Everyone has a love for seasonal fruit. You can always count on buying these favorites at the local grocery stores and farmer’s market. But what if you like to grow your own? Great! You have chosen the ideal location for planting. Now what about the elements? I’m talking about the wild life and critters.
We have had a bear destroying our cherry trees, squirrels mutilating the peach trees and deer to munch down the blueberry bushes, (wire caging wasn’t good enough). While we continue to work on protecting these precious trees and bushes, we finally put up an electric fence around our blueberry bushes. Voilà! Finally, after years of disappointment and a half decent crop, we have beautiful bushes producing large, delicious blueberries.

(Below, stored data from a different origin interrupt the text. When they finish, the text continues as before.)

//! Convert serde_json::Value to types that sqlx can bind.

use serde_json::Value;
use sqlx::encode::{Encode, IsNull};
use sqlx::postgres::{PgTypeInfo, Postgres};
use sqlx::{Database, Type};

/// A value that can be bound to a PostgreSQL query. Converts from serde_json::Value.
#[derive(Clone, Debug, PartialEq)]
pub enum PgBindValue {
    Null,
    Bool(bool),
    I64(i64),
    F64(f64),
    String(String),
    Json(Value),
}

impl PgBindValue {
    pub fn from_json(v: &Value) -> Self {
        match v {
            Value::Null => PgBindValue::Null,
            Value::Bool(b) => PgBindValue::Bool(*b),
            Value::Number(n) => match (n.as_i64(), n.as_f64()) {
                (Some(i), _) => PgBindValue::I64(i),
                (None, Some(f)) => PgBindValue::F64(f),
                (None, None) => PgBindValue::String(n.to_string()),
            },
            Value::String(s) => PgBindValue::String(s.clone()),
            Value::Array(_) | Value::Object(_) => PgBindValue::Json(v.clone()),
        }
    }
}

impl<'q> Encode<'q, Postgres> for PgBindValue {
    fn encode_by_ref(
        &self,
        buf: &mut <Postgres as Database>::ArgumentBuffer<'q>,
    ) -> Result<IsNull, Box<dyn std::error::Error + Send + Sync>> {
        Ok(match self {
            PgBindValue::Null => IsNull::Yes,
            PgBindValue::Bool(b) => <bool as Encode<Postgres>>::encode_by_ref(b, buf)?,
            PgBindValue::I64(n) => <i64 as Encode<Postgres>>::encode_by_ref(n, buf)?,
            PgBindValue::F64(n) => <f64 as Encode<Postgres>>::encode_by_ref(n, buf)?,
            PgBindValue::String(s) => <&str as Encode<Postgres>>::encode_by_ref(&s.as_str(), buf)?,
            PgBindValue::Json(v) => <serde_json::Value as Encode<Postgres>>::encode_by_ref(v, buf)?,
        })
    }

    /// Declare the real parameter type so uncast placeholders compare correctly.
    fn produces(&self) -> Option<PgTypeInfo> {
        Some(match self {
            PgBindValue::Null | PgBindValue::String(_) => <String as Type<Postgres>>::type_info(),
            PgBindValue::Bool(_) => <bool as Type<Postgres>>::type_info(),
            PgBindValue::I64(_) => <i64 as Type<Postgres>>::type_info(),
            PgBindValue::F64(_) => <f64 as Type<Postgres>>::type_info(),
            PgBindValue::Json(_) => <serde_json::Value as Type<Postgres>>::type_info(),
        })
    }
}

impl Type<Postgres> for PgBindValue {
    fn type_info() -> PgTypeInfo {
        PgTypeInfo::with_name("TEXT")
    }
}

#[cfg(test)]
mod tests {
    use super::*;
    use serde_json::json;

    #[test]
    fn converts_json_values() {
        assert_eq!(PgBindValue::from_json(&json!(null)), PgBindValue::Null);
        assert_eq!(PgBindValue::from_json(&json!(5)), PgBindValue::I64(5));
        assert_eq!(PgBindValue::from_json(&json!(1.5)), PgBindValue::F64(1.5));
        assert_eq!(PgBindValue::from_json(&json!("x")), PgBindValue::String("x".into()));
        assert_eq!(
            PgBindValue::from_json(&json!({"a": 1})),
            PgBindValue::Json(json!({"a": 1}))
        );
    }
}
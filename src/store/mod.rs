//! Record storage engine: the persistence seam under every controller.

mod memory;
mod postgres;

pub use memory::InMemoryRecordStore;
pub use postgres::PgRecordStore;

use crate::config::TableRef;
use crate::error::AppError;
use crate::request::ListQuery;
use async_trait::async_trait;
use serde_json::{Map, Number, Value};

/// A column value that must still hold for a guarded write to apply.
#[derive(Clone, Debug, PartialEq)]
pub struct Guard {
    pub column: String,
    /// `Value::Null` matches a NULL column.
    pub expected: Value,
}

impl Guard {
    pub fn new(column: impl Into<String>, expected: Value) -> Self {
        Guard {
            column: column.into(),
            expected,
        }
    }
}

/// Records are JSON objects keyed by column name. Writes only touch configured columns.
#[async_trait]
pub trait RecordStore: Send + Sync {
    async fn all(&self, table: &TableRef, query: &ListQuery) -> Result<Vec<Value>, AppError>;

    async fn row(&self, table: &TableRef, id: &Value) -> Result<Option<Value>, AppError>;

    /// One column of one record. `None` when the record does not exist.
    async fn one(&self, table: &TableRef, column: &str, id: &Value) -> Result<Option<Value>, AppError>;

    /// Insert and return the new primary key.
    async fn insert(&self, table: &TableRef, data: &Map<String, Value>) -> Result<Value, AppError>;

    /// Update by id where every guard holds. Returns the number of rows matched.
    async fn update(
        &self,
        table: &TableRef,
        id: &Value,
        data: &Map<String, Value>,
        guard: &[Guard],
    ) -> Result<u64, AppError>;

    /// Delete by id where every guard holds. Returns the number of rows removed.
    async fn delete(&self, table: &TableRef, id: &Value, guard: &[Guard]) -> Result<u64, AppError>;
}

/// Loose JSON equality: numbers compare by value, numeric strings match numbers. Integers are
/// compared exactly; only non-integers go through f64.
pub(crate) fn values_match(a: &Value, b: &Value) -> bool {
    match (a, b) {
        (Value::Number(x), Value::Number(y)) => match (integer(x), integer(y)) {
            (Some(x), Some(y)) => x == y,
            _ => x.as_f64() == y.as_f64(),
        },
        (Value::Number(n), Value::String(s)) | (Value::String(s), Value::Number(n)) => {
            let s = s.trim();
            match (integer(n), s.parse::<i128>()) {
                (Some(n), Ok(parsed)) => n == parsed,
                _ => s.parse::<f64>().ok() == n.as_f64(),
            }
        }
        _ => a == b,
    }
}

fn integer(n: &Number) -> Option<i128> {
    n.as_i64()
        .map(i128::from)
        .or_else(|| n.as_u64().map(i128::from))
}
//! Required-value validation from field definitions.

use crate::codec::is_empty_value;
use crate::error::AppError;
use crate::schema::FieldDefinition;
use serde_json::{Map, Value};

pub struct RequestValidator;

impl RequestValidator {
    /// Validate an insert payload. All required fields must be present and non-empty.
    pub fn validate(data: &Map<String, Value>, fields: &[FieldDefinition]) -> Result<(), AppError> {
        for field in fields.iter().filter(|f| f.required) {
            match data.get(&field.name) {
                Some(v) => Self::validate_value(field, v)?,
                None => return Err(AppError::Unprocessable(format!("{} is required", field.name))),
            }
        }
        Ok(())
    }

    /// Validate only the fields present in data (for updates). Missing required fields are fine.
    pub fn validate_partial(data: &Map<String, Value>, fields: &[FieldDefinition]) -> Result<(), AppError> {
        for field in fields {
            if let Some(v) = data.get(&field.name) {
                Self::validate_value(field, v)?;
            }
        }
        Ok(())
    }

    pub fn validate_value(field: &FieldDefinition, v: &Value) -> Result<(), AppError> {
        if field.required && is_empty_value(v) {
            return Err(AppError::Unprocessable(format!("{} is required", field.name)));
        }
        Ok(())
    }
}

#[cfg(test)]
mod tests {
    use super::*;
    use crate::schema::FieldType;
    use serde_json::json;

    fn fields() -> Vec<FieldDefinition> {
        vec![
            FieldDefinition::scalar("title").required(),
            FieldDefinition::scalar("body"),
            FieldDefinition::upload("cover", FieldType::Image),
        ]
    }

    fn obj(v: Value) -> Map<String, Value> {
        v.as_object().cloned().unwrap()
    }

    #[test]
    fn insert_requires_present_non_empty() {
        assert!(RequestValidator::validate(&obj(json!({"title": "x"})), &fields()).is_ok());
        assert!(matches!(
            RequestValidator::validate(&obj(json!({"body": "x"})), &fields()),
            Err(AppError::Unprocessable(_))
        ));
        assert!(matches!(
            RequestValidator::validate(&obj(json!({"title": ""})), &fields()),
            Err(AppError::Unprocessable(_))
        ));
    }

    #[test]
    fn partial_only_checks_present_fields() {
        assert!(RequestValidator::validate_partial(&obj(json!({"body": ""})), &fields()).is_ok());
        assert!(RequestValidator::validate_partial(&obj(json!({"title": null})), &fields()).is_err());
        assert!(RequestValidator::validate_partial(&obj(json!({"title": 0})), &fields()).is_ok());
    }
}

Now, it’s time to enjoy these gems! Freezing is easy and a perfect way to enjoy them later on in your favorite recipes. Place berries on cookie sheets and freeze. Then, place in freezer bags or containers to use later on. How ever you choose to use these delightful blues, we share with you some of our favorites.
Blueberry Pie
1 baked pie crust (9 inch)
4 c. blueberries
1 c. sugar
3 T. cornstarch
¼ t. salt
¼ c. water
1 T. butter
Mix 2 cups of blueberries, sugar, salt and water in a saucepan. Bring this mixture to a boil while constantly stirring and continue to cook for several minutes, until it is thick. Add butter and cool to room temperature. Put the other 2 cups of blueberries in a baked pie shell and pour cooled mixture over them. Refrigerate overnight.
Carolyn Morris
Blueberry Dump Cake
1 (20 oz.) can crushed pineapple
2/3 c. sugar
¼ c. water
2 sticks margarine
4 c. blueberries
1 T. cornstarch
1 box yellow cake mix
Pour pineapple in a 9 x 13 inch dish. Cook berries, sugar, cornstarch and water until thick and bubbly. Mix with pineapple. Sprinkle cake mix over berries, but don’t mix. Melt margarine and pour over cake mix. Bake at 350 degrees for 45 minutes.
Mrs. Mueller
Blueberry Tarts
3 cups fresh blueberries
½ cup sugar
½ t. cinnamon
1 T. cornstarch
Pinch salt
1 cup water
2 t. lemon juice
6 tart shells, baked
Whipped cream, garnish
Wash blueberries and drain well. Mix next 5 ingredients together in a saucepan Cook and stir over medium low heat 4 to 5 minutes or until glaze mixture is clear and of medium consistency. Remove from heat and stir in lemon juice. Fill tart shells with blueberries and spoon the glaze over berries to cover. Chill until glaze is set. Serve with whipped cream.
Mrs. James H. Morgens
Blueberry Sauce
2 cups fresh or frozen blueberries
¼ c. water
¾ to 1 c. orange juice
¾ c. white sugar
¼ c. cold water
3 T. cornstarch
½ t. almond extract
1/8 t. ground cinnamon
Combine blueberries, ¼ c. of water, orange juice and sugar in a sauce pan over medium heat. Stir gently and bring to a boil. Mix together cornstarch and ¼ cup cold water in a small bowl. Gently stir the cornstarch mixture into the blueberries, being careful not to mash the berries. Simmer 3 to 4 minutes. Remove from heat and stir in almond extract and cinnamon. Thin sauce with water as desired.